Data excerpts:
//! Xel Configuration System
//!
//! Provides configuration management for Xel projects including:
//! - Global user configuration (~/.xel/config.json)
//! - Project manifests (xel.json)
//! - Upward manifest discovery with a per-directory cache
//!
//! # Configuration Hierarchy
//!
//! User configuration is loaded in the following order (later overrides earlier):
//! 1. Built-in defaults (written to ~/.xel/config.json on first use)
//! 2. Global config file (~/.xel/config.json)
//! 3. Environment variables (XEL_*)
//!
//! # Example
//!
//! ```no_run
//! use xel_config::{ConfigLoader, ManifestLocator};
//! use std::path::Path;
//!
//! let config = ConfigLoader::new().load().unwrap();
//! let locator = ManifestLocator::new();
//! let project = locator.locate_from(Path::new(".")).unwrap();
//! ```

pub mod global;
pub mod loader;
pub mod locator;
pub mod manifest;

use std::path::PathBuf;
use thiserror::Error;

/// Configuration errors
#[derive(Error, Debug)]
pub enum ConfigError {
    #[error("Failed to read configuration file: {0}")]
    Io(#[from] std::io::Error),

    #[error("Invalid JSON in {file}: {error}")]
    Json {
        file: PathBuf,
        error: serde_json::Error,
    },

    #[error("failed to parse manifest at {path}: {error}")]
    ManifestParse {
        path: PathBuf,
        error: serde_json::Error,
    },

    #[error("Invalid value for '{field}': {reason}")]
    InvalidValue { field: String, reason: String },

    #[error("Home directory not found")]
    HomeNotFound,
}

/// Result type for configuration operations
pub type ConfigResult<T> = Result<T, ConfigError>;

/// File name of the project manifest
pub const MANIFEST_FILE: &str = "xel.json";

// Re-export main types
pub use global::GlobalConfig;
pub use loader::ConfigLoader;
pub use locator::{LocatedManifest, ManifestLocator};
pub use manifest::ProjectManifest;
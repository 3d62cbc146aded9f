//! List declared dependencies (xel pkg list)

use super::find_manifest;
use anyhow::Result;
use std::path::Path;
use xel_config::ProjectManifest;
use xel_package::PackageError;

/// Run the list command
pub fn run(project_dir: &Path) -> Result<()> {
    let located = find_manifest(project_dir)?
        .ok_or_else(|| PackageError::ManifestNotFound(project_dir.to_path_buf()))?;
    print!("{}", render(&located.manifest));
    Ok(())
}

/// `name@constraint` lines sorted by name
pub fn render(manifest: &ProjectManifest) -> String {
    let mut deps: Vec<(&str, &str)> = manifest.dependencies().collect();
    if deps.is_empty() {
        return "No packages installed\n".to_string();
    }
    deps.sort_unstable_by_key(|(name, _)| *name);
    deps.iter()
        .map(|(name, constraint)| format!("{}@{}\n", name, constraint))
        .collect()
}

**WHAT YOU HAVE TO DO:** Read the data above and pull out each line that holds the string "list".

**ANSWER TO THE PROBLEM:**
//! List declared dependencies (xel pkg list)
/// Run the list command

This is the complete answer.